While there are several products on the market that address streaming audio needs and provide solutions, it is difficult to find one that addresses audio so well. The Squeezebox2 is alone in its combination of price point, connectivity options (optical and coax S/PDIF), DAC quality and wireless-G capability. Add to that the additional features such a VFD, bridgeable Ethernet port and flexible plug-in architecture and you've got a unique product with some rather compelling selling points.
The text on the vacuum florescent display prompts you to use the remote control to navigate through the setup process. We reviewed the wireless Squeezebox2 so the setup allows you to either connect to a wired (Ethernet) or wireless network (802.11b/g compatible). We selected wireless and proceeded with setting/acknowledging the correct country and selecting the correct wireless network.
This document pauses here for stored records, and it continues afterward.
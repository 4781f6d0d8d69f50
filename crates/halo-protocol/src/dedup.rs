/// Flood dedup ledger — suppresses reprocessing of seen originator ids.
///
/// A flood message is merged and re-relayed at most once per distinct
/// originator id. The reference design kept an unbounded set; a
/// long-running node would leak, so the ledger is a fixed-capacity LRU
/// (the exactly-once guarantee holds for every id still resident).
use std::num::NonZeroUsize;

use lru::LruCache;

/// Default ledger capacity. At one fresh id per 20 s duty cycle a full
/// mesh of a dozen nodes takes hours to evict anything.
pub const DEFAULT_LEDGER_CAPACITY: usize = 4096;

/// Remembers which flood-message ids this node has already processed.
pub struct DedupLedger {
    seen: LruCache<u16, ()>,
}

impl DedupLedger {
    pub fn new() -> Self {
        Self::with_capacity(DEFAULT_LEDGER_CAPACITY)
    }

    /// Custom capacity (tests, constrained targets). Panics on zero.
    pub fn with_capacity(capacity: usize) -> Self {
        Self {
            seen: LruCache::new(NonZeroUsize::new(capacity).expect("capacity must be non-zero")),
        }
    }

    /// Gate an incoming flood message.
    ///
    /// Returns `true` exactly once per distinct id and marks it seen;
    /// every later call with the same id returns `false`. The caller
    /// must not touch the observation table when this returns `false`.
    pub fn should_process(&mut self, originator: u16) -> bool {
        if self.seen.contains(&originator) {
            // Refresh recency so active floods are not evicted early.
            self.seen.promote(&originator);
            return false;
        }
        self.seen.put(originator, ());
        true
    }

    /// Number of remembered ids.
    pub fn len(&self) -> usize {
        self.seen.len()
    }

    pub fn is_empty(&self) -> bool {
        self.seen.is_empty()
    }
}

impl Default for DedupLedger {
    fn default() -> Self {
        Self::new()
    }
}
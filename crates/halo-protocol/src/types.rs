use std::fmt;

// ── Wire constants ───────────────────────────────────────────────────────

/// Hard ceiling for an advertisement payload (platform service-data budget).
pub const MAX_ADVERT_LEN: usize = 31;

/// Size of the originator id field (big-endian u16).
pub const ORIGINATOR_LEN: usize = 2;

/// Size of the flags/name-length byte.
pub const HEADER_LEN: usize = 1;

/// Maximum raw bytes of node name carried in a report message.
pub const MAX_NAME_LEN: usize = 8;

/// Size of one relay entry on the wire: 3-byte address suffix + 1-byte rssi.
pub const RELAY_ENTRY_LEN: usize = 4;

/// Header sentinel marking a distress beacon (no name, no relay entries).
///
/// Any value > MAX_NAME_LEN would do; 0xFF can never collide with a
/// valid name length.
pub const DISTRESS_SENTINEL: u8 = 0xFF;

/// Minimum decodable payload: originator id + header byte.
pub const MIN_ADVERT_LEN: usize = ORIGINATOR_LEN + HEADER_LEN;

// ── PeerAddress ──────────────────────────────────────────────────────────

/// Identity of an observed peer.
///
/// Relay entries only carry the low 3 address bytes, so peers learned
/// second-hand get a distinct variant — downstream code can never
/// mistake a relayed peer for one that is directly reachable.
#[derive(Debug, Clone, Copy, PartialEq, Eq, Hash)]
pub enum PeerAddress {
    /// Full 6-byte address from a direct scan result.
    Direct([u8; 6]),
    /// Low 3 bytes recovered from a relay entry; top bytes unknown.
    Relayed([u8; 3]),
}

impl PeerAddress {
    /// The low 3 address bytes — what survives relay encoding.
    pub fn suffix(&self) -> [u8; 3] {
        match self {
            PeerAddress::Direct(addr) => [addr[3], addr[4], addr[5]],
            PeerAddress::Relayed(suffix) => *suffix,
        }
    }

    /// Whether this peer was scanned directly (full address known).
    pub fn is_direct(&self) -> bool {
        matches!(self, PeerAddress::Direct(_))
    }
}

impl fmt::Display for PeerAddress {
    fn fmt(&self, f: &mut fmt::Formatter<'_>) -> fmt::Result {
        match self {
            PeerAddress::Direct(a) => write!(
                f,
                "{:02x}:{:02x}:{:02x}:{:02x}:{:02x}:{:02x}",
                a[0], a[1], a[2], a[3], a[4], a[5]
            ),
            PeerAddress::Relayed(s) => {
                write!(f, "??:??:??:{:02x}:{:02x}:{:02x}", s[0], s[1], s[2])
            }
        }
    }
}

// ── Originator ids ───────────────────────────────────────────────────────

/// Generate a fresh flood-message originator id.
///
/// Low 16 bits of the wall clock in milliseconds. Low-entropy and
/// collision-prone across nodes emitting in the same time window; that
/// is the reference behavior and the dedup key is this id alone.
pub fn next_originator_id() -> u16 {
    (now_ms() & 0xFFFF) as u16
}

/// Current Unix time in milliseconds.
pub fn now_ms() -> u64 {
    std::time::SystemTime::now()
        .duration_since(std::time::UNIX_EPOCH)
        .unwrap_or_default()
        .as_millis() as u64
}
/// Errors for the Halo relay engine.
///
/// Nothing here is fatal to the duty cycle: decode failures drop the
/// offending payload, radio failures are surfaced and the timer keeps
/// running.
#[derive(Debug, thiserror::Error)]
pub enum HaloError {
    /// Advertisement bytes violate the wire layout (too short, or the
    /// declared name length overruns the payload).
    #[error("malformed payload: {reason}")]
    MalformedPayload { reason: String },

    /// A radio start/stop call failed (platform error, adapter off).
    #[error("radio unavailable: {0}")]
    RadioUnavailable(String),

    /// A hand-built message does not fit the advertisement budget.
    /// Composed messages are fitted by construction and never hit this.
    #[error("encoded size {size} exceeds {max}-byte advertisement budget",
            max = crate::types::MAX_ADVERT_LEN)]
    EncodingOverflow { size: usize },

    /// Command sent to a runtime whose event loop has exited.
    #[error("runtime shut down")]
    RuntimeShutDown,
}
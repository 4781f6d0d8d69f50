use crate::power::TxPowerLevel;

use super::RelayEvent;

/// Intention produced by the pure logic in `RelayState`.
///
/// Every handle_* / flip_* method returns `Vec<RelayEffect>`; the loop
/// then executes them against the radio, the display sink, and the
/// event channel. No state method touches I/O itself.
#[derive(Debug)]
pub enum RelayEffect {
    /// Resume scanning for advertisements.
    StartListening,

    /// Stop scanning (already-stopped is fine).
    StopListening,

    /// Advertise `payload` for the broadcast window at the given power.
    StartBroadcasting {
        power: TxPowerLevel,
        payload: Vec<u8>,
    },

    /// Stop advertising (already-stopped is fine).
    StopBroadcasting,

    /// Upsert one display line keyed by peer/message identity.
    Show { key: String, line: String },

    /// Surface an event to the application.
    Emit(RelayEvent),
}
The Squeezebox2 setup provides support for use within a 64/128-bit WEP, WPA Personal, or unsecured environment. Unbeknownst to the Squeezebox2, I had enabled hardware-based MAC address security on my wireless network. In order to allow the Squeezebox2 access to my network I simply entered its MAC address which was located on the bottom of the unit.
Pressing the right arrow on the remote control then starts the network configuration process and then brings you to a place where you can have the Squeezebox2 obtain its IP address automatically (DHCP) - the most common way to connect to a home network - or allow you to enter a manual IP address. The final step is to select your music server where the Squeezebox will automatically scan for shared music files, adding them to its database and enabling playback from the system.
Keep in mind that for the most part, you are simply pressing the right arrow on the Slim Devices remote control for all of these steps, allowing the Squeezebox2 to configure itself as needed in order to ready itself for use as a streaming media device.